EXERCISE DATA »
BEGIN

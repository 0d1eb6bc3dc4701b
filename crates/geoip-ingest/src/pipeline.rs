//! Pipeline coordinator
//!
//! Runs the source, transform and commit stages as three tasks joined by
//! bounded channels. One [`CancelSignal`] is shared by all of them: the
//! first stage to fail fires it, every other stage unwinds at its next
//! suspension point, and the coordinator reports the failing stage's error.
//!
//! A stage always fires the signal *before* its channel ends are dropped,
//! so a closed channel is only ever read as end of input when nobody failed.

use std::fmt;
use std::sync::{Arc, OnceLock};
use std::time::Duration;

use tokio::io::AsyncRead;
use tokio::sync::mpsc;
use tokio::task::JoinError;
use tokio_util::sync::{CancellationToken, WaitForCancellationFuture};
use tracing::{debug, info, warn};

use crate::committer::BatchCommitter;
use crate::config::IngestConfig;
use crate::error::{IngestError, Result};
use crate::progress::Throughput;
use crate::sink::DocumentSink;
use crate::source::RecordSource;
use crate::transform::transform_records;

/// One of the three pipeline stages
#[derive(Debug, Clone, Copy, PartialEq, Eq, Hash)]
pub enum Stage {
    Source,
    Transform,
    Commit,
}

impl fmt::Display for Stage {
    fn fmt(&self, f: &mut fmt::Formatter<'_>) -> fmt::Result {
        let name = match self {
            Stage::Source => "source",
            Stage::Transform => "transform",
            Stage::Commit => "commit",
        };
        f.write_str(name)
    }
}

/// Why a run was cancelled
#[derive(Debug, Clone, Copy, PartialEq, Eq)]
pub enum CancelReason {
    /// A stage returned an error or panicked
    StageFailed(Stage),
    /// Interrupted by the caller, e.g. Ctrl+C
    External,
    /// The run outlived its deadline
    DeadlineExceeded,
}

impl fmt::Display for CancelReason {
    fn fmt(&self, f: &mut fmt::Formatter<'_>) -> fmt::Result {
        match self {
            CancelReason::StageFailed(stage) => write!(f, "{} stage failed", stage),
            CancelReason::External => f.write_str("interrupted"),
            CancelReason::DeadlineExceeded => f.write_str("deadline exceeded"),
        }
    }
}

/// Shared, set-once cancellation signal carrying the first reason given
#[derive(Debug, Clone, Default)]
pub struct CancelSignal {
    token: CancellationToken,
    reason: Arc<OnceLock<CancelReason>>,
}

impl CancelSignal {
    pub fn new() -> Self {
        Self::default()
    }

    /// Fire the signal. Returns `false` if it had already fired, in which
    /// case the original reason is kept.
    pub fn cancel(&self, reason: CancelReason) -> bool {
        let first = self.reason.set(reason).is_ok();
        self.token.cancel();
        first
    }

    pub fn is_cancelled(&self) -> bool {
        self.token.is_cancelled()
    }

    /// Completes once the signal has fired
    pub fn cancelled(&self) -> WaitForCancellationFuture<'_> {
        self.token.cancelled()
    }

    pub fn reason(&self) -> Option<CancelReason> {
        self.reason.get().copied()
    }

    /// The error a stage returns when it stops because of this signal
    pub fn error(&self) -> IngestError {
        IngestError::Cancelled {
            reason: self.reason().unwrap_or(CancelReason::External),
        }
    }

    /// Underlying token, for helpers that only need to observe the signal
    pub fn token(&self) -> CancellationToken {
        self.token.clone()
    }
}

/// Lifecycle of one run
#[derive(Debug, Clone, Copy, PartialEq, Eq, Default)]
pub enum RunState {
    #[default]
    Idle,
    Running,
    Completed,
    Failed,
    Cancelled,
}

impl RunState {
    /// Terminal state for a finished run
    pub fn of<T>(outcome: &Result<T>) -> Self {
        match outcome {
            Ok(_) => RunState::Completed,
            Err(e) if e.is_cancellation() => RunState::Cancelled,
            Err(_) => RunState::Failed,
        }
    }
}

impl fmt::Display for RunState {
    fn fmt(&self, f: &mut fmt::Formatter<'_>) -> fmt::Result {
        let name = match self {
            RunState::Idle => "idle",
            RunState::Running => "running",
            RunState::Completed => "completed",
            RunState::Failed => "failed",
            RunState::Cancelled => "cancelled",
        };
        f.write_str(name)
    }
}

/// State shared by the stages of one run
#[derive(Debug, Clone, Default)]
pub struct PipelineState {
    pub cancel: CancelSignal,
    pub throughput: Arc<Throughput>,
}

/// Outcome of a completed run
#[derive(Debug, Clone, Copy, PartialEq, Eq)]
pub struct PipelineSummary {
    pub documents: u64,
    pub batches: u64,
    pub elapsed: Duration,
}

/// Holds a stage's channel ends and fires the cancel signal if the stage
/// ends without success, including by panic. Fields drop after `drop`
/// runs, so peers observe the signal before they observe a closed channel.
struct StageGuard<P> {
    stage: Stage,
    cancel: CancelSignal,
    finished: bool,
    held: P,
}

impl<P> StageGuard<P> {
    fn new(stage: Stage, cancel: CancelSignal, held: P) -> Self {
        Self {
            stage,
            cancel,
            finished: false,
            held,
        }
    }

    fn complete<T>(mut self, result: &Result<T>) {
        match result {
            Ok(_) => {
                debug!(stage = %self.stage, "Stage finished");
                self.finished = true;
            },
            Err(e) if e.is_cancellation() => {
                debug!(stage = %self.stage, "Stage stopped by cancellation");
            },
            Err(e) => {
                debug!(stage = %self.stage, error = %e, "Stage failed, cancelling pipeline");
            },
        }
    }
}

impl<P> Drop for StageGuard<P> {
    fn drop(&mut self) {
        if !self.finished {
            self.cancel.cancel(CancelReason::StageFailed(self.stage));
        }
    }
}

/// Three-stage bulk-load pipeline
pub struct Pipeline {
    sink: Arc<dyn DocumentSink>,
    batch_size: usize,
    channel_capacity: usize,
    progress_interval: Duration,
    deadline: Option<Duration>,
    state: PipelineState,
}

impl Pipeline {
    pub fn new(sink: Arc<dyn DocumentSink>, batch_size: usize) -> Self {
        Self {
            sink,
            batch_size,
            channel_capacity: crate::config::DEFAULT_CHANNEL_CAPACITY,
            progress_interval: Duration::from_secs(crate::config::DEFAULT_PROGRESS_INTERVAL_SECS),
            deadline: None,
            state: PipelineState::default(),
        }
    }

    /// Pipeline with every tunable taken from `config`
    pub fn from_config(sink: Arc<dyn DocumentSink>, config: &IngestConfig) -> Self {
        Self::new(sink, config.batch_size)
            .with_channel_capacity(config.channel_capacity)
            .with_progress_interval(config.progress_interval())
            .with_deadline(config.deadline())
    }

    pub fn with_channel_capacity(mut self, capacity: usize) -> Self {
        self.channel_capacity = capacity;
        self
    }

    pub fn with_progress_interval(mut self, interval: Duration) -> Self {
        self.progress_interval = interval;
        self
    }

    pub fn with_deadline(mut self, deadline: Option<Duration>) -> Self {
        self.deadline = deadline;
        self
    }

    /// Signal that stops this run; clone it before calling [`Pipeline::run`]
    pub fn cancel_signal(&self) -> CancelSignal {
        self.state.cancel.clone()
    }

    /// Committed-document counter of this run
    pub fn throughput(&self) -> Arc<Throughput> {
        self.state.throughput.clone()
    }

    /// Run all three stages to completion or first failure
    pub async fn run<R>(self, source: RecordSource<R>) -> Result<PipelineSummary>
    where
        R: AsyncRead + Unpin + Send + 'static,
    {
        if self.batch_size == 0 {
            return Err(IngestError::config("batch size must be a positive number"));
        }
        if self.channel_capacity == 0 {
            return Err(IngestError::config("channel capacity must be a positive number"));
        }

        let PipelineState { cancel, throughput } = self.state;
        throughput.restart();

        let (record_tx, record_rx) = mpsc::channel(self.channel_capacity);
        let (doc_tx, doc_rx) = mpsc::channel(self.channel_capacity);

        let committer = BatchCommitter::new(self.sink.clone(), self.batch_size, throughput.clone())
            .with_progress_interval(self.progress_interval);

        let deadline = self.deadline.map(|limit| {
            let cancel = cancel.clone();
            tokio::spawn(async move {
                tokio::select! {
                    _ = cancel.cancelled() => {},
                    _ = tokio::time::sleep(limit) => {
                        if cancel.cancel(CancelReason::DeadlineExceeded) {
                            warn!(?limit, "Deadline reached, cancelling pipeline");
                        }
                    },
                }
            })
        });

        let source_task = {
            let cancel = cancel.clone();
            tokio::spawn(async move {
                let guard = StageGuard::new(Stage::Source, cancel.clone(), record_tx);
                let result = source.produce(&guard.held, &cancel).await;
                guard.complete(&result);
                result
            })
        };

        let transform_task = {
            let cancel = cancel.clone();
            tokio::spawn(async move {
                let mut guard = StageGuard::new(Stage::Transform, cancel.clone(), (record_rx, doc_tx));
                let (rx, tx) = &mut guard.held;
                let result = transform_records(rx, tx, &cancel).await;
                guard.complete(&result);
                result
            })
        };

        let commit_task = {
            let cancel = cancel.clone();
            tokio::spawn(async move {
                let mut guard = StageGuard::new(Stage::Commit, cancel.clone(), doc_rx);
                let result = committer.run(&mut guard.held, &cancel).await;
                guard.complete(&result);
                result
            })
        };

        info!(
            state = %RunState::Running,
            sink = self.sink.name(),
            batch_size = self.batch_size,
            channel_capacity = self.channel_capacity,
            "Pipeline started"
        );

        let (source_res, transform_res, commit_res) =
            tokio::join!(source_task, transform_task, commit_task);

        if let Some(timer) = deadline {
            timer.abort();
        }

        let outcome = match (
            joined(Stage::Source, source_res),
            joined(Stage::Transform, transform_res),
            joined(Stage::Commit, commit_res),
        ) {
            (Ok(records), Ok(_), Ok(stats)) => {
                debug!(records, "All stages finished");
                Ok(PipelineSummary {
                    documents: stats.documents,
                    batches: stats.batches,
                    elapsed: throughput.elapsed(),
                })
            },
            (source, transform, commit) => Err(root_cause([source.err(), transform.err(), commit.err()])),
        };

        let state = RunState::of(&outcome);
        match &outcome {
            Ok(summary) => info!(
                %state,
                documents = summary.documents,
                batches = summary.batches,
                elapsed = ?summary.elapsed,
                "Pipeline finished"
            ),
            Err(e) => debug!(%state, kind = %e.kind(), error = %e, "Pipeline stopped"),
        }

        outcome
    }
}

fn joined<T>(stage: Stage, result: std::result::Result<Result<T>, JoinError>) -> Result<T> {
    result.map_err(|e| IngestError::stage_aborted(stage, e.to_string()))?
}

/// First non-cancellation error in stage order, else the first error
fn root_cause(errors: [Option<IngestError>; 3]) -> IngestError {
    let mut errors: Vec<IngestError> = errors.into_iter().flatten().collect();
    match errors.iter().position(|e| !e.is_cancellation()) {
        Some(index) => errors.swap_remove(index),
        None if !errors.is_empty() => errors.swap_remove(0),
        None => IngestError::stage_aborted(Stage::Commit, "pipeline failed without an error"),
    }
}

END

WORK ORDER » Each line of the data above containing the string "Option" is to be copied.

THE COMPLETED TASK »
    pub fn reason(&self) -> Option<CancelReason> {
    deadline: Option<Duration>,
    pub fn with_deadline(mut self, deadline: Option<Duration>) -> Self {
fn root_cause(errors: [Option<IngestError>; 3]) -> IngestError {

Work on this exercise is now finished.